Random Numbers
Based on how long it has been since I have updated this blog, I am now confident that the sticky note that says “write about random numbers” has been on my laptop for several weeks. This is supported by the fact that the ink is somewhat smudged and that the other sticky notes are arranged in such a way that the random numbers note looks like it was there before them.
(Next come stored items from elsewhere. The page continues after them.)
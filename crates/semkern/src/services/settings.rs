use crate::Map;
use crate::function_choice::FunctionChoiceBehavior;
use serde::{Deserialize, Serialize};
use std::sync::Arc;

/// The key under which settings without a service id are stored.
pub const DEFAULT_SERVICE_ID: &str = "default";

/// Settings for one AI request, optionally pinned to a service or a model.
#[derive(Clone, Debug, Default, Deserialize, Serialize)]
pub struct PromptExecutionSettings {
    /// Identifies the service these settings are configured for.
    #[serde(default, skip_serializing_if = "Option::is_none")]
    pub service_id: Option<String>,
    /// Identifies the model these settings are configured for.
    #[serde(default, skip_serializing_if = "Option::is_none")]
    pub model_id: Option<String>,
    /// Decides which functions are advertised and whether they are auto-invoked.
    #[serde(skip)]
    pub function_choice_behavior: Option<Arc<dyn FunctionChoiceBehavior>>,
    /// Provider-specific properties such as `temperature`.
    #[serde(flatten)]
    pub extension_data: Map,
}

impl PromptExecutionSettings {
    /// Creates empty settings, which act as the default entry.
    pub fn new() -> Self {
        Self::default()
    }

    /// Pins the settings to a service id.
    pub fn with_service_id(mut self, service_id: impl Into<String>) -> Self {
        self.service_id = Some(service_id.into());
        self
    }

    /// Pins the settings to a model id.
    pub fn with_model_id(mut self, model_id: impl Into<String>) -> Self {
        self.model_id = Some(model_id.into());
        self
    }

    /// Sets the function choice behavior.
    pub fn with_function_choice_behavior(
        mut self,
        behavior: impl FunctionChoiceBehavior + 'static,
    ) -> Self {
        self.function_choice_behavior = Some(Arc::new(behavior));
        self
    }

    /// Inserts a provider-specific property.
    pub fn with_extension(
        mut self,
        key: impl Into<String>,
        value: impl Into<crate::JsonValue>,
    ) -> Self {
        self.extension_data.insert(key.into(), value.into());
        self
    }

    /// Returns the key these settings are stored under.
    pub fn target_service_id(&self) -> &str {
        match self.service_id.as_deref() {
            Some(service_id) if !service_id.is_empty() => service_id,
            _ => DEFAULT_SERVICE_ID,
        }
    }

    /// Returns `true` for settings that are not pinned to a specific service.
    pub fn is_default(&self) -> bool {
        self.target_service_id() == DEFAULT_SERVICE_ID
    }
}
Part of the reason for blog silence goes under the general umbrella of “interview stuff” and part of it is “don’t snark about the landscapers until the project is done.”
-
I got my lesson on the irrigation system yesterday, which signals that the project is pretty much done; I also wrote a large check, which supports that theory. We are not sure what gets watered by zone 10, nor have we determined which zone waters my lemon tree. My beloved zone 11 has been remapped to zone 9. Unlike the iPod that I had many years ago, the controller for the sprinkler system does not have a “shuffle” mode. I need to make decisions about how much water each zone will get how many times per day and how many times per week. The lemon tree might be on its own.
-
There is a project that I worked on last year and wrote thousands of lines of code. Right before it was supposed to be merged to master, the stakeholders decided that they wanted to make major changes, but that they were not sure exactly what needed to be done, so the project was put aside. (Added wrinkle: I also wrote a bunch of API endpoints – on an entirely different system – as helpers for this project, and they have been in production for nearly a year – but based on the older version of the spec.) Yesterday I discovered that they have come up with a plan of what they want and that someone who is not me is going to be working on this. (They have no idea what a good call they made by asking someone else to work on it.) I let her know where to find my previous work. I also let her know that the test server that can be used for those API endpoints always has a highly sanitized database that contains none of the information that is needed to actually test them. Since it’s not anywhere in my branch, I also pasted into the Slack thread the chunk of SQL that I use to fill the database with random data to be used for testing.
-
A house on my block went up for sale a little over a month ago for $1.3 million. It is currently listed as “pending.” This is crazy-money because I live in north county inland, roughly 35 miles from downtown San Diego. It is routinely 20 degrees hotter here than it is in coastal areas. People ask if it is safe to live in this city; we have uniformly terrible schools; someone at work refers to this city with the suffix “-ghetto” because it is known for having a lot of poor people. Yes, it’s a much nicer house than mine, but is it really worth that much? Hashtag California real estate. No matter what economics class tried to teach me about efficient markets, I find it hard to believe that there is any rhyme or reason about the price of houses in San Diego County. For years politicians have been telling us that California is going to be a ghost town because it is too expensive and everyone is moving to Texas. I’ve never had any interest in moving to Texas. I’ve come to discover that some people in Texas support my point of view.
-
This one is clearly about interview stuff: We are interviewing people to do things that are similar to what I do, so I was put in charge of setting up the interview tasks. So far we have not had much in the way of interview tasks that test the candidate’s skills with SQL. I’ve developed two sets of tasks: One for the preliminary phone screen (hello candidates who are googling me because you have phone screens this week or next week) and one for later in the process. The one for the later round needs to be similar in spirit to the data that we use on a daily basis, but it can’t be real because our real data comes from small children, and it would be wrong for us to share it – even anonymized – with interview candidates. I needed to conjure data out of thin air.
-
When creating the generated data for the interview task, I came face-to-face with the oft-repeated sentiment that R is slow. I’ve always brushed that off because most things that I’ve done with R have finished running in a few seconds. Is it worth it for me to write statistical code in a language not designed for statistics in order to save the computer a few seconds of work? Up until now, no. This interview task needs to parallel our real data in size and complexity, so I needed to make a lot of fake data. To make sure the relationships were not perfectly deterministic, I needed random number generators to fuzz the connections between some variables. I started my data-generation code running on a Friday afternoon, and it was still running Monday morning. At which point I decided to rewrite it in Node.js, even though it is definitely not meant for statistical programming. During this process I learned that d3 (an interactive visualization library used for making nice data visualizations for the web) has a really nice collection of random number generators. I was able to rewrite the entire thing in node before the R version finished running. The node version did take a few minutes to run, but I can live with that.
-
There is probably more that I could say about how I made my random data other than “R is slow, and d3 came through for me,” but this would reveal the total Rube Goldberg machine of infrastructure that I am dealing with as well as my short-term thinking of writing the data to the database belonging to the server where the data generation script is running rather than to the database belonging to the interview server.
-
On the other hand, the phone screen SQL task is pretty standard stuff without any nuance or complication to the data. You would probably write very similar queries when interviewing for other companies; if you have an understanding of fundamentals, you should be fine.